24. Composición según la reivindicación 14, en la que el fármaco es no ionizable.

25. Sistema para la administración tópica o transdérmica de un fármaco a través de una superficie corporal, que comprende:

(a) por lo menos un depósito de fármacos que contiene

(i) un fármaco seleccionado de entre el grupo constituido por aminoácidos, agentes analgésicos, agentes anestésicos, agentes anti-acné, agentes antiartríticos, agentes antiarrítmicos, agentes antiasmásticos, agentes antibióticos, agentes anticancerosos, agentes anticolinérgicos, agentes anticonvulsivantes, agentes antidepresivos, agentes antidiabéticos, agentes antidiarreicos, agentes antifúngicos, agentes antiglaucomatosos, agentes antihelmínticos, agentes antihistamínicos, agentes antihiperlipidémicos, agentes antihipertensivos, preparaciones antimigrañosas, agentes antieméticos, agentes antineoplásicos, fármacos antiparkinsonianos, agentes antipruríticos, agentes antipsoriásicos, agentes antipsicóticos, agentes antipiréticos, agentes antiespasmódicos, agentes antituberculosos, agentes antiulcerosos, agentes antivíricos, agentes ansiolíticos, supresores del apetito, fármacos para el trastorno por déficit de atención (ADD) y el trastorno por déficit de atención e hiperactividad (ADHD), betabloqueantes, fármacos bloqueantes de los canales del calcio, estimulantes del sistema nervioso central, descongestionantes, diuréticos, ácidos grasos, materiales genéticos, remedios con hierbas, hormonolíticos, agentes hipnóticos, agentes hipoglucemiantes, agentes inmunosupresores, inhibidores de los leucotrienos, inhibidores mitóticos, relajantes musculares, antagonistas narcóticos, nicotina, agentes parasimpaticolíticos, fármacos peptídicos, psicoestimulantes, sedantes, esteroides, simpaticomiméticos, tranquilizantes, vasodilatadores, vitaminas y combinaciones de los mismos, en el que el fármaco es

(A)

un fármaco básico en forma de una base libre,

(B)

un fármaco ácido en forma de un ácido libre,

(C)

un fármaco ácido en forma de una sal de adición de base o

(D)

un compuesto no ionizable; y

(ii) un hidróxido inorgánico en una cantidad de eficaz para potenciar el flujo del fármaco a través de la superficie corporal sin producir lesión en la misma, en el que el hidróxido inorgánico se selecciona de entre el grupo constituido por hidróxidos metálicos monovalentes, hidróxidos metálicos divalentes e hidróxido de amonio, en el que la cantidad de hidróxido inorgánico en la formulación aplicada sobre la superficie corporal es el total de (a) la cantidad requerida para neutralizar cualquier especie ácida en la formulación más (b) una cantidad igual a entre 0,5% en peso y 4,0% en peso de la formulación;

(b) unos medios para mantener el sistema en una relación de transmisión de fármaco y potenciador a la superficie corporal; y

(c) una capa de refuerzo que sirve de superficie externa del dispositivo durante la utilización.

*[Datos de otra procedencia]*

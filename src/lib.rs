pub mod app;
pub mod backup;
pub mod cli;
pub mod config;
pub mod migrations;
pub mod model;
pub mod storage;
pub mod timeline;

pub use app::{Action, AppState, Store, StoreOptions};
pub use config::{AppConfig, ConfigLoader, ConfigPaths};
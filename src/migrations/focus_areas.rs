//! Structural repairs of stored focus areas.
//!
//! Both passes work on raw JSON so absent and falsy fields are visible, never
//! fail, and leave anything they do not recognise untouched.

use serde_json::{Map, Value};

use crate::model::{FocusStatus, PriorityLevel};

const PRIORITY_LEVEL: &str = "priorityLevel";
const RANK: &str = "rank";
const ALLOCATION: &str = "allocation";
const STATUS: &str = "status";
const LAST_UPDATED: &str = "lastUpdated";

/// True when any area lacks a truthy `priorityLevel`.
pub fn needs_rank_migration(areas: &[Value]) -> bool {
    areas
        .iter()
        .filter_map(Value::as_object)
        .any(|area| !is_truthy(area.get(PRIORITY_LEVEL)))
}

/// Derives `priorityLevel` from `rank` for the areas missing one.
pub fn migrate_rank_priority(areas: Vec<Value>) -> Vec<Value> {
    areas
        .into_iter()
        .map(|mut area| {
            if let Some(fields) = area.as_object_mut() {
                if !is_truthy(fields.get(PRIORITY_LEVEL)) {
                    let level = rank_level(fields);
                    fields.insert(PRIORITY_LEVEL.to_owned(), Value::String(level.to_string()));
                }
            }
            area
        })
        .collect()
}

/// True when any area still carries an allocation or a rank-derived level.
pub fn needs_priority_scheme_migration(areas: &[Value]) -> bool {
    areas.iter().filter_map(Value::as_object).any(|area| {
        area.contains_key(ALLOCATION)
            || stored_level(area).is_some_and(PriorityLevel::is_legacy)
    })
}

/// Moves areas onto the essential/important/supplemental scheme.
///
/// `now` stamps `lastUpdated` on areas that have none.
pub fn migrate_priority_scheme(areas: Vec<Value>, now: &str) -> Vec<Value> {
    areas
        .into_iter()
        .map(|mut area| {
            let Some(fields) = area.as_object_mut() else {
                return area;
            };
            let level = match fields.get(PRIORITY_LEVEL) {
                Some(Value::String(raw)) => match raw.parse::<PriorityLevel>() {
                    Ok(level) => level.modern(),
                    Err(_) => PriorityLevel::Important,
                },
                _ => PriorityLevel::Important,
            };
            fields.insert(PRIORITY_LEVEL.to_owned(), Value::String(level.to_string()));
            fields.remove(ALLOCATION);
            if !is_truthy(fields.get(LAST_UPDATED)) {
                fields.insert(LAST_UPDATED.to_owned(), Value::String(now.to_owned()));
            }
            if !is_truthy(fields.get(STATUS)) {
                fields.insert(
                    STATUS.to_owned(),
                    Value::String(FocusStatus::Active.to_string()),
                );
            }
            area
        })
        .collect()
}

fn rank_level(area: &Map<String, Value>) -> PriorityLevel {
    match area.get(RANK).and_then(Value::as_f64) {
        Some(rank) => PriorityLevel::from_rank(rank),
        None => PriorityLevel::Tertiary,
    }
}

fn stored_level(area: &Map<String, Value>) -> Option<PriorityLevel> {
    area.get(PRIORITY_LEVEL)
        .and_then(Value::as_str)
        .and_then(|raw| raw.parse().ok())
}

fn is_truthy(value: Option<&Value>) -> bool {
    match value {
        None | Some(Value::Null) => false,
        Some(Value::Bool(flag)) => *flag,
        Some(Value::String(text)) => !text.is_empty(),
        Some(Value::Number(number)) => number.as_f64().is_some_and(|n| n != 0.0),
        Some(Value::Array(_)) | Some(Value::Object(_)) => true,
    }
}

26. Sistema según la reivindicación 25, en el que la capa de refuerzo es oclusiva.

27. Sistema según la reivindicación 25, en el que el depósito de fármacos está constituido por un adhesivo polimérico.

28. Sistema según la reivindicación 27, en el que el adhesivo polimérico sirve como medio para mantener el sistema en una relación de transmisión de fármaco y potenciador a la superficie corporal.

29. Sistema según la reivindicación 25, en el que el depósito de fármacos está constituido por un hidrogel.

30. Sistema según la reivindicación 25, en el que el depósito de fármaco está constituido por una bolsa sellada que contiene el fármaco y el hidróxido inorgánico en una formulación líquida o semisólida.